Media coverage of corruption case censored for fear of criticism
|Publisher||Reporters Without Borders|
|Publication Date||15 March 2010|
|Cite as||Reporters Without Borders, Media coverage of corruption case censored for fear of criticism, 15 March 2010, available at: http://www.refworld.org/docid/4b9f3dbda.html [accessed 24 October 2016]|
|Disclaimer||This is not a UNHCR publication. UNHCR is not responsible for, nor does it necessarily endorse, its content. Any views expressed are solely those of the author or publisher and do not necessarily reflect those of UNHCR, the United Nations or its Member States.|
Reporters Without Borders condemns the order issued by an Amman military court on 10 March banning the media from covering a case of alleged corruption involving several leading Jordanian figures including a former finance minister. The case was exposed in the press several months ago.

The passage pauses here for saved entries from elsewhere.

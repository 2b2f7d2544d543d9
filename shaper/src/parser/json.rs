//! JSON reply parsing.
//!
//! The object is located between the first `{` and the last `}` of the
//! reply, which strips surrounding prose and markdown fences.

use serde_json::{Map, Value};

use crate::error::{Error, Result};
use crate::extraction::{FieldValue, Record};
use crate::schema::{FieldSpec, FieldType, Schema};

/// Extracts and parses the JSON object embedded in `raw`.
///
/// # Errors
///
/// Returns [`Error::MalformedReply`] if there is no brace-delimited span, it
/// is not valid JSON, or it is not an object.
pub fn extract_object(raw: &str) -> Result<Map<String, Value>> {
    let start = raw
        .find('{')
        .ok_or_else(|| Error::malformed_reply("no JSON object found in reply"))?;
    let end = raw
        .rfind('}')
        .filter(|end| *end > start)
        .ok_or_else(|| Error::malformed_reply("unterminated JSON object in reply"))?;

    match serde_json::from_str::<Value>(&raw[start..=end])? {
        Value::Object(map) => Ok(map),
        other => Err(Error::malformed_reply(format!(
            "expected a JSON object, got {}",
            kind_of(&other)
        ))),
    }
}

/// Type-checks `object` against `schema`, producing a record in schema order.
///
/// Keys not in the schema are ignored.
///
/// # Errors
///
/// Returns [`Error::SchemaValidation`] for the first missing or mistyped field.
pub fn decode_record(object: &Map<String, Value>, schema: &Schema) -> Result<Record> {
    let mut entries = Vec::with_capacity(schema.len());
    for field in schema.fields() {
        let value = object
            .get(&field.name)
            .ok_or_else(|| Error::schema_validation(&field.name, "missing"))?;
        entries.push((field.name.clone(), decode_value(field, value)?));
    }
    Ok(Record::from_entries(entries))
}

fn decode_value(field: &FieldSpec, value: &Value) -> Result<FieldValue> {
    let mismatch = || {
        Error::schema_validation(
            &field.name,
            format!("expected {}, got {}", field.kind, kind_of(value)),
        )
    };

    match (field.kind, value) {
        (FieldType::Text, Value::String(text)) => Ok(FieldValue::Text(text.clone())),
        (FieldType::Integer, Value::Number(n)) => {
            n.as_i64().map(FieldValue::Integer).ok_or_else(mismatch)
        }
        (FieldType::TextList, Value::Array(items)) => items
            .iter()
            .map(|item| item.as_str().map(str::to_owned))
            .collect::<Option<Vec<_>>>()
            .map(FieldValue::TextList)
            .ok_or_else(mismatch),
        _ => Err(mismatch()),
    }
}

const fn kind_of(value: &Value) -> &'static str {
    match value {
        Value::Null => "null",
        Value::Bool(_) => "boolean",
        Value::Number(_) => "number",
        Value::String(_) => "string",
        Value::Array(_) => "array",
        Value::Object(_) => "object",
    }
}

#[cfg(test)]
#[allow(clippy::unwrap_used, clippy::panic)]
mod tests {
    use super::*;

    fn schema() -> Schema {
        Schema::builder("resume")
            .field(FieldSpec::text("name", "Name"))
            .field(FieldSpec::integer("experience_years", "Years"))
            .field(FieldSpec::text_list("skills", "Skills"))
            .build()
            .unwrap()
    }

    #[test]
    fn strips_fences_and_prose() {
        let raw = "Sure! Here it is:\n```json\n{\"a\": 1}\n```\nHope that helps.";
        let object = extract_object(raw).unwrap();
        assert_eq!(object["a"], 1);
    }

    #[test]
    fn missing_or_broken_object_is_malformed() {
        for raw in ["no json here", "} backwards {", "{\"a\": }", "{ \"a\": 1"] {
            let err = extract_object(raw).unwrap_err();
            assert!(matches!(err, Error::MalformedReply(_)), "{raw}");
        }
    }

    #[test]
    fn decodes_in_schema_order_and_ignores_extra_keys() {
        let object = extract_object(
            r#"{"skills":["Rust"],"extra":true,"experience_years":5,"name":"John Doe"}"#,
        )
        .unwrap();
        let record = decode_record(&object, &schema()).unwrap();
        assert_eq!(
            record.field_names().collect::<Vec<_>>(),
            ["name", "experience_years", "skills"]
        );
        assert_eq!(record.integer("experience_years"), Some(5));
        assert!(record.get("extra").is_none());
    }

    #[test]
    fn type_mismatches() {
        let cases = [
            (r#"{"name":"x","experience_years":5,"skills":"Rust"}"#, "skills"),
            (r#"{"name":"x","experience_years":"5","skills":[]}"#, "experience_years"),
            (r#"{"name":"x","experience_years":5.5,"skills":[]}"#, "experience_years"),
            (r#"{"name":"x","experience_years":5,"skills":[1]}"#, "skills"),
            (r#"{"name":null,"experience_years":5,"skills":[]}"#, "name"),
            (r#"{"experience_years":5,"skills":[]}"#, "name"),
        ];
        for (raw, expected) in cases {
            let object = extract_object(raw).unwrap();
            let err = decode_record(&object, &schema()).unwrap_err();
            assert!(
                matches!(err, Error::SchemaValidation { ref field, .. } if field == expected),
                "{raw}: {err}"
            );
        }
    }
}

"This ban shows a lack of political will on the part of the Jordanian government to combat corruption within the government and state-owned companies," Reporters Without Borders said. "It was the press that pushed the authorities to act in the first place and now it is clear they fear more revelations in the newspapers. This is unworthy of a country that claims to be democratic. The press must be free to cover all subjects."
State security court attorney general Yousef Faouri issued an order on 10 March banning the press from "reporting or commenting" on the Jordan Petroleum Refinery Company expansion project case "without his personal approval," a government press release said. The reason given was the need to allow the judicial authorities to work calmly on the case.
The former finance minister and three other people were arrested on 4 March for allegedly taking bribes and failing in their duties in connection with the refinery's expansion and are now facing up to three years in prison. Their release on bail was rescinded by the military court.
Press reports last year exposing alleged kickbacks in the refinery expansion project pushed the government into taking action and opening an investigation.